→ **TASK DESCRIPTION**: Where a line below holds the string "Drive", copy that line.

→ **RECORDS FOR THE EXERCISE**:
*** Begin section ***

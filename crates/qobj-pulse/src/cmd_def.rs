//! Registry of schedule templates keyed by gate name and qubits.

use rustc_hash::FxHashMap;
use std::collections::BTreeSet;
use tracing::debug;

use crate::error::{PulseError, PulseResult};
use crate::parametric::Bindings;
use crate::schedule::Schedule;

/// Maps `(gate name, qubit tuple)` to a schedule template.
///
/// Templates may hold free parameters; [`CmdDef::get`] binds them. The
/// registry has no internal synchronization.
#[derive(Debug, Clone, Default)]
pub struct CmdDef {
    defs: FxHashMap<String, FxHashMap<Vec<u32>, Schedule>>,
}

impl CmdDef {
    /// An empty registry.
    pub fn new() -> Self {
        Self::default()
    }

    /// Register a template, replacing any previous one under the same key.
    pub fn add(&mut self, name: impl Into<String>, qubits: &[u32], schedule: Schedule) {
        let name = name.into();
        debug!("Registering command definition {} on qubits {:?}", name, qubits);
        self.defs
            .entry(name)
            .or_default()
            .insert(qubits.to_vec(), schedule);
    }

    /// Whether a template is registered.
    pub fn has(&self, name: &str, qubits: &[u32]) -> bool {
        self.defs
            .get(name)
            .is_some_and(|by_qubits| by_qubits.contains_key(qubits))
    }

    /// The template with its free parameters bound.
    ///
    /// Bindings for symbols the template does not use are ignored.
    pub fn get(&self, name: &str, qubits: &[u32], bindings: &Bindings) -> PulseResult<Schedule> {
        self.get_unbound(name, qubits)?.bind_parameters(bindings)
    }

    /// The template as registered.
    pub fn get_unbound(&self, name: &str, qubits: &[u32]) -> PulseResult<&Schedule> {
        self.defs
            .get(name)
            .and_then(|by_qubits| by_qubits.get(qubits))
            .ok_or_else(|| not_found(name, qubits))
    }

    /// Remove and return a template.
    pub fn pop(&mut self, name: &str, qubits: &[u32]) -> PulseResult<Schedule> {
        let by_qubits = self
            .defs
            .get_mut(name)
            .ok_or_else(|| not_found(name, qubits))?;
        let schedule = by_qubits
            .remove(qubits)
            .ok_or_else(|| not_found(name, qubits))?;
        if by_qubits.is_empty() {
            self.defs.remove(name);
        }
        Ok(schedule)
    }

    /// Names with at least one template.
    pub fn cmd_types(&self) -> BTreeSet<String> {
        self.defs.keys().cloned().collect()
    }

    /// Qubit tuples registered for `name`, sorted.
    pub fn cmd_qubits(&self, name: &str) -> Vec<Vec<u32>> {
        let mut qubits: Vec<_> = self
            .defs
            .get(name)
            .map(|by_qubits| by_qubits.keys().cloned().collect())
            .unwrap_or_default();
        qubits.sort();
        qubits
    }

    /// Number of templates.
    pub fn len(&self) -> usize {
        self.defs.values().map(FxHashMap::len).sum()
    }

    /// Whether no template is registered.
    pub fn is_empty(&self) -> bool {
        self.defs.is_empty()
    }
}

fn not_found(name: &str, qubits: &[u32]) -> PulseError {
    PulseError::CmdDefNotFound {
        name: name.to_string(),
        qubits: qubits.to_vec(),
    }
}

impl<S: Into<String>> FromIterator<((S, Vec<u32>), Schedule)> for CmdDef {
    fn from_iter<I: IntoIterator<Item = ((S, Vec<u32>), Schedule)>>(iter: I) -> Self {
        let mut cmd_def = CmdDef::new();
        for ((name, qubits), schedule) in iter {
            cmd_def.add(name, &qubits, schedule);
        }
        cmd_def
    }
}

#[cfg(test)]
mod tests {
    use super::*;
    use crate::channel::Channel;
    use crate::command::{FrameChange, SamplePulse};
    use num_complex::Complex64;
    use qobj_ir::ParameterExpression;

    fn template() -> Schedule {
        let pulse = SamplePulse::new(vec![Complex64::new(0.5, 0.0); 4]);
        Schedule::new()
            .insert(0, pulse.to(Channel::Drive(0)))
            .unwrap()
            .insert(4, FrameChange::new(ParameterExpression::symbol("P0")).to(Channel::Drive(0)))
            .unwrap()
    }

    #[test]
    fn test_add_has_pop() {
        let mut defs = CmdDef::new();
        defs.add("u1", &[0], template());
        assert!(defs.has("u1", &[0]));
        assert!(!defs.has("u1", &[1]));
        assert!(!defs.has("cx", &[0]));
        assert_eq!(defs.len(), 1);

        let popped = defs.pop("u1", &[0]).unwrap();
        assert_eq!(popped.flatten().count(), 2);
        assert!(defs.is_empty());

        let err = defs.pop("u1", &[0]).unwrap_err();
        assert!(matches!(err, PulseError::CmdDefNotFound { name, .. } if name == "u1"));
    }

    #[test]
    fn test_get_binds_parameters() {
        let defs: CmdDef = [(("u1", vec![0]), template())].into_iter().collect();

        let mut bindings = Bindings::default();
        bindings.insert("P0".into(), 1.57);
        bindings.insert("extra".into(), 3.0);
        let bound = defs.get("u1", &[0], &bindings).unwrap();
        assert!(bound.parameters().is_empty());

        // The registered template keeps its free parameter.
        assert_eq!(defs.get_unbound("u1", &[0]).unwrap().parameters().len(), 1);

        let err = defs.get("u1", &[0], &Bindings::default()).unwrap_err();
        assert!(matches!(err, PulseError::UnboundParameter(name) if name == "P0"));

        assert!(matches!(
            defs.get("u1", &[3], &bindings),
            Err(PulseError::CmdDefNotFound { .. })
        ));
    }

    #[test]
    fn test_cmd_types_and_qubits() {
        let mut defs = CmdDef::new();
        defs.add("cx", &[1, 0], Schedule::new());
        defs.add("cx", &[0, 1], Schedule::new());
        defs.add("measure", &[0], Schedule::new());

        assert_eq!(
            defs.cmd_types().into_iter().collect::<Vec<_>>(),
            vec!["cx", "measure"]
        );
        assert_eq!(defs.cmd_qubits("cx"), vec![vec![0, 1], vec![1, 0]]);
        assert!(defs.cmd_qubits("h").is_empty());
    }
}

*** End section ***
*** Begin section ***

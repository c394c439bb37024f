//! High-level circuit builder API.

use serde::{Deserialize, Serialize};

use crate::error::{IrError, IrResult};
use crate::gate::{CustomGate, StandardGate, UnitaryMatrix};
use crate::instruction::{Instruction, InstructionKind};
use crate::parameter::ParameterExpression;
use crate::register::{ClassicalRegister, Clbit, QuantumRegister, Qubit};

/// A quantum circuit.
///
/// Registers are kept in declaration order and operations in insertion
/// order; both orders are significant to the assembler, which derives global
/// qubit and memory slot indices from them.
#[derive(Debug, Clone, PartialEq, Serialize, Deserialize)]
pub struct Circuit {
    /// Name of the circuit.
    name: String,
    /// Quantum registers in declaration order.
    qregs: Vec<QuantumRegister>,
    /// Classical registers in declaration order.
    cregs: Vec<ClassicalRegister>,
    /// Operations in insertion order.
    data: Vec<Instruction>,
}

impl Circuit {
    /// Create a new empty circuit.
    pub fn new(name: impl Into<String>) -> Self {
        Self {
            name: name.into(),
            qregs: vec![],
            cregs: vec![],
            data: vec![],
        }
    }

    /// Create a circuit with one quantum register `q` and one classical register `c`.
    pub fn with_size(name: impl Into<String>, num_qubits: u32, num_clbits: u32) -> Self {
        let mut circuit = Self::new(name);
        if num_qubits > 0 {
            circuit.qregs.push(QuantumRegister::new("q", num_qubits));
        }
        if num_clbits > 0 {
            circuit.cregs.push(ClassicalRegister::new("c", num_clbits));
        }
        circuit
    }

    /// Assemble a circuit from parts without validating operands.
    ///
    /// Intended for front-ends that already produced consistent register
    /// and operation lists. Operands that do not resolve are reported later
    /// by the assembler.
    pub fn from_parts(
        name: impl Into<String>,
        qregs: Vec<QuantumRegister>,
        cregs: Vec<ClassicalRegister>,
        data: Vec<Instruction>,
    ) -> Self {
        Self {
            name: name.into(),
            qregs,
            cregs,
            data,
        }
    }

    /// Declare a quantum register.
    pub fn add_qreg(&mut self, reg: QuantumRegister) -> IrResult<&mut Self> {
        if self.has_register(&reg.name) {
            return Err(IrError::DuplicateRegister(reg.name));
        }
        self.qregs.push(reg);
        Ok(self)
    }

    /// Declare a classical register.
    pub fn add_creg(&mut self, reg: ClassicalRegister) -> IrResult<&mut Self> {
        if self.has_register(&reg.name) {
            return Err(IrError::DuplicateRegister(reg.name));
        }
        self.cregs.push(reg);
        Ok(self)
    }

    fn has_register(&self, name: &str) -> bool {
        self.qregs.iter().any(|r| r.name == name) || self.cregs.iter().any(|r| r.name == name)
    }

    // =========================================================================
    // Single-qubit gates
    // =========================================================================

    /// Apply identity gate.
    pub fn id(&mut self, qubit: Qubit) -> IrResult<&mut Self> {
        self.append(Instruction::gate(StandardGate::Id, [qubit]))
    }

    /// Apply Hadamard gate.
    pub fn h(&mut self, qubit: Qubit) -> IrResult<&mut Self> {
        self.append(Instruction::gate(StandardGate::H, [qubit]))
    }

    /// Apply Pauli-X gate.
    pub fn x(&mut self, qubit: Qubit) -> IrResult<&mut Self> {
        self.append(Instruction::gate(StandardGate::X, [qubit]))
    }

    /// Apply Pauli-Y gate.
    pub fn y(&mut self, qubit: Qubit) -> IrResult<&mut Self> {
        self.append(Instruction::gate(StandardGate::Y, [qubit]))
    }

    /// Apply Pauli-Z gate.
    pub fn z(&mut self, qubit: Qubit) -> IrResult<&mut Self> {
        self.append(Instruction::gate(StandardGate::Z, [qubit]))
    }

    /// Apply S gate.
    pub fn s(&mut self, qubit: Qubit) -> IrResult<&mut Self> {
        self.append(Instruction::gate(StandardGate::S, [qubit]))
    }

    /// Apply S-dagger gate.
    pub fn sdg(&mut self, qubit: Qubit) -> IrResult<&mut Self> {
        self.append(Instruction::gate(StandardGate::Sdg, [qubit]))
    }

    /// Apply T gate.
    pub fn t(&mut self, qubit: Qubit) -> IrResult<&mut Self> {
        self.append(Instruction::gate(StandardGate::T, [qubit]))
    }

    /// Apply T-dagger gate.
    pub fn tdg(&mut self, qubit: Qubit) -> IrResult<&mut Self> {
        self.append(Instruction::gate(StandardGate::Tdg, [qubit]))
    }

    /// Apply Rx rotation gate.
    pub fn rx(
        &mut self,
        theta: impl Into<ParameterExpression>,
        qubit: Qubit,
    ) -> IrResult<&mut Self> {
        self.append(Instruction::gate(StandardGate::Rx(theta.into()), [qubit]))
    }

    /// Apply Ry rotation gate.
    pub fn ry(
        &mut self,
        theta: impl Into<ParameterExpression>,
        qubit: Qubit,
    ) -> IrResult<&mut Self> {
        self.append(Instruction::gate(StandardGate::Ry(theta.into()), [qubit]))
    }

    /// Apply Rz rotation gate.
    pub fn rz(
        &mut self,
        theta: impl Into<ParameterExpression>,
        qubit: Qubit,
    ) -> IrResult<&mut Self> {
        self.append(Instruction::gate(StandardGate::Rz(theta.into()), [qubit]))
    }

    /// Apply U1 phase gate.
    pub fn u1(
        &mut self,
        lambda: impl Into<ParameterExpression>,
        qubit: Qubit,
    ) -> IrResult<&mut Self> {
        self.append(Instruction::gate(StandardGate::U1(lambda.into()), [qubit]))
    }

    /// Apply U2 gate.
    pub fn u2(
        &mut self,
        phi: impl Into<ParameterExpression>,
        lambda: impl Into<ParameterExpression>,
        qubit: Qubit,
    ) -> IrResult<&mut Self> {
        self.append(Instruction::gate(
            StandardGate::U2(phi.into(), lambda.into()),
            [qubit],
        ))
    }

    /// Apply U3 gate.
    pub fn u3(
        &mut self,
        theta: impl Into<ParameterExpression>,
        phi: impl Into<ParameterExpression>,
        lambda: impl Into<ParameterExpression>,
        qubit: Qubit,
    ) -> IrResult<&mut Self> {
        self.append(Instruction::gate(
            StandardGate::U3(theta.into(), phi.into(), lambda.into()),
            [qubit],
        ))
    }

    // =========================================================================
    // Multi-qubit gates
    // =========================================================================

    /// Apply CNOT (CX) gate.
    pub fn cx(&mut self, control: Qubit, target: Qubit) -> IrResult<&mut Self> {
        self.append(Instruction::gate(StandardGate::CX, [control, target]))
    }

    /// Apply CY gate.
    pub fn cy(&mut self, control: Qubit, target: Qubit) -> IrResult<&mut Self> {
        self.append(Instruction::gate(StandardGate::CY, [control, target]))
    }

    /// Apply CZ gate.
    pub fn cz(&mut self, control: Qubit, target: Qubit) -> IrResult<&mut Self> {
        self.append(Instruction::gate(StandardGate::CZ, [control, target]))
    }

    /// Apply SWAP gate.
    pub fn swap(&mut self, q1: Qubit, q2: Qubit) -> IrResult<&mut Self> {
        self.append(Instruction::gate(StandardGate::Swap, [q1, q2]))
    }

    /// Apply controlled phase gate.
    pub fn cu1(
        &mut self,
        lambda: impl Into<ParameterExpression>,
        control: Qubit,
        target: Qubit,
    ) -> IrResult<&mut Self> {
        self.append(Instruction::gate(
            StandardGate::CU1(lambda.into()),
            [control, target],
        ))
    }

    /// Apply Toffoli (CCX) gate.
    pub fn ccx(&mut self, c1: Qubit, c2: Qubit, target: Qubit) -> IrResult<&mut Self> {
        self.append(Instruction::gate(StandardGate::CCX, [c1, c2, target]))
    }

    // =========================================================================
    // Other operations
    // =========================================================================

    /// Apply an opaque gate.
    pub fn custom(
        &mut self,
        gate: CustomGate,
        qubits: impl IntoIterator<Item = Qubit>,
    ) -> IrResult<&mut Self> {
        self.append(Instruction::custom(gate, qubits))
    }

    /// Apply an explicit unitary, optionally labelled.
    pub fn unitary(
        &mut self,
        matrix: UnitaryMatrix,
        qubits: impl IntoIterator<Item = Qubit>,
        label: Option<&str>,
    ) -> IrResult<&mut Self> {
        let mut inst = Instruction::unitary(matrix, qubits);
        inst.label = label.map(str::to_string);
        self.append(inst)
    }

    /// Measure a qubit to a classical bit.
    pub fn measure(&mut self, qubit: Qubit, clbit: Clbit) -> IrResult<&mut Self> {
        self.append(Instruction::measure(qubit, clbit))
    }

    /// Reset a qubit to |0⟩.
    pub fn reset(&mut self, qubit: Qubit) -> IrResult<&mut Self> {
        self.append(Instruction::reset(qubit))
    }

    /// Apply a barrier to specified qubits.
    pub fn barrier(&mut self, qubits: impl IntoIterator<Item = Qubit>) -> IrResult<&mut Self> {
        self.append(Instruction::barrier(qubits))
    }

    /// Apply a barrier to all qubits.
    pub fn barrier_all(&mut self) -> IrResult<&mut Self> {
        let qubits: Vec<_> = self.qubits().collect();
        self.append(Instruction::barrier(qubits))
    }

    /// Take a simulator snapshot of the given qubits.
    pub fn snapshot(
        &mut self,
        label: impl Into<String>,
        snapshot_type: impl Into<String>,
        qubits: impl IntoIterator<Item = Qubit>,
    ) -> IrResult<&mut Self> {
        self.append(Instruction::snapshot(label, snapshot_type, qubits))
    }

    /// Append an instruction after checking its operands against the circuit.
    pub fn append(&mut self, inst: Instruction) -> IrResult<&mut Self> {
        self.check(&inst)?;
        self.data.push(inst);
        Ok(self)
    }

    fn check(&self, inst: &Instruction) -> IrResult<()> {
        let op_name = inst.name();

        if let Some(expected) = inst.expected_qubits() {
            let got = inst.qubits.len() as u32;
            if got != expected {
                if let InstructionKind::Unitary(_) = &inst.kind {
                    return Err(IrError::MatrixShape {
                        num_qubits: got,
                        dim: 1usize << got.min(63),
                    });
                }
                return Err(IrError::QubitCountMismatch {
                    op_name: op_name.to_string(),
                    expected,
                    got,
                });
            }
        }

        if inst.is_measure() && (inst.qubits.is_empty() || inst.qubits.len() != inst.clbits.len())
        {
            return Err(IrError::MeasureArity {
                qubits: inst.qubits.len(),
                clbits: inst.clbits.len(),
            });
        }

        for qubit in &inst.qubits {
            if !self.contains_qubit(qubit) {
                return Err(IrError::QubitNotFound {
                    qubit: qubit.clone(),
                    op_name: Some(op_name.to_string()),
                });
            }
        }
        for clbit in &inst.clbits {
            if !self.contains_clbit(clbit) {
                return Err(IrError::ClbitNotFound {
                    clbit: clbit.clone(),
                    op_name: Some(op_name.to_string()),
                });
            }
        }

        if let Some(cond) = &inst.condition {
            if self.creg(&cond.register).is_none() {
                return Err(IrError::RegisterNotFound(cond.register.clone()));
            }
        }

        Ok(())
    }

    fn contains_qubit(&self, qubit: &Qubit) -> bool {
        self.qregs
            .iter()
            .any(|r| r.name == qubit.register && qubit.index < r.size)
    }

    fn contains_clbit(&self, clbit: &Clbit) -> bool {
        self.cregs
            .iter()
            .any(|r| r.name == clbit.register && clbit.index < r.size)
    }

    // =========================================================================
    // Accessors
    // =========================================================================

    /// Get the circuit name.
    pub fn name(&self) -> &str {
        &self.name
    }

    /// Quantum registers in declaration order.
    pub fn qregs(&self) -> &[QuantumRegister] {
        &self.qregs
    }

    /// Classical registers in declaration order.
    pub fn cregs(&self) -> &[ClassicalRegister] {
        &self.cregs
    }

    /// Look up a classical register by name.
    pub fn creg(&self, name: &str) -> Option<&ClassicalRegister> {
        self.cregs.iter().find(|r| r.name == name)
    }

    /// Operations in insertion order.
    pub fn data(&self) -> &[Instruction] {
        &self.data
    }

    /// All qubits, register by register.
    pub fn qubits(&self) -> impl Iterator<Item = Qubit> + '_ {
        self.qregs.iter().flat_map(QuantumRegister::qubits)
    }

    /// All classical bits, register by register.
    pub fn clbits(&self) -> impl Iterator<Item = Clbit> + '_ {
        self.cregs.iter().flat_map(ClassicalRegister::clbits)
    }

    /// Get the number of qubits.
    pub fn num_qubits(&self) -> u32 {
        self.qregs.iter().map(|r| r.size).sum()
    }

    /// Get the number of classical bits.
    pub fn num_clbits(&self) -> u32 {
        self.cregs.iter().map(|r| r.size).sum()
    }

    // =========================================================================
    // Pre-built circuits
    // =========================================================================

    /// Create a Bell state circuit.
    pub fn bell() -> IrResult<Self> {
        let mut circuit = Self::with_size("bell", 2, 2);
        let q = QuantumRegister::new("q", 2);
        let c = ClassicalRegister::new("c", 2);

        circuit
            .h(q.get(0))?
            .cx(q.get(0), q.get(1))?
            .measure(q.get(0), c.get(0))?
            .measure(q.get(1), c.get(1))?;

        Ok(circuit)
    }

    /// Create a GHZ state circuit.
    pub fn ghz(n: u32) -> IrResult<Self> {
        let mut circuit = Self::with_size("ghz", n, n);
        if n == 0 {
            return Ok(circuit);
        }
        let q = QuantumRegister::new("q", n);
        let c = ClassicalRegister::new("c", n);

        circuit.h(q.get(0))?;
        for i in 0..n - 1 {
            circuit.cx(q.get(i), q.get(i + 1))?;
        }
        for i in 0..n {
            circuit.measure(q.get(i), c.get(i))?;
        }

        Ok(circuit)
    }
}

*** End section ***

→ **RESPONSE FOR THIS EXERCISE**:
            .insert(0, pulse.to(Channel::Drive(0)))
            .insert(4, FrameChange::new(ParameterExpression::symbol("P0")).to(Channel::Drive(0)))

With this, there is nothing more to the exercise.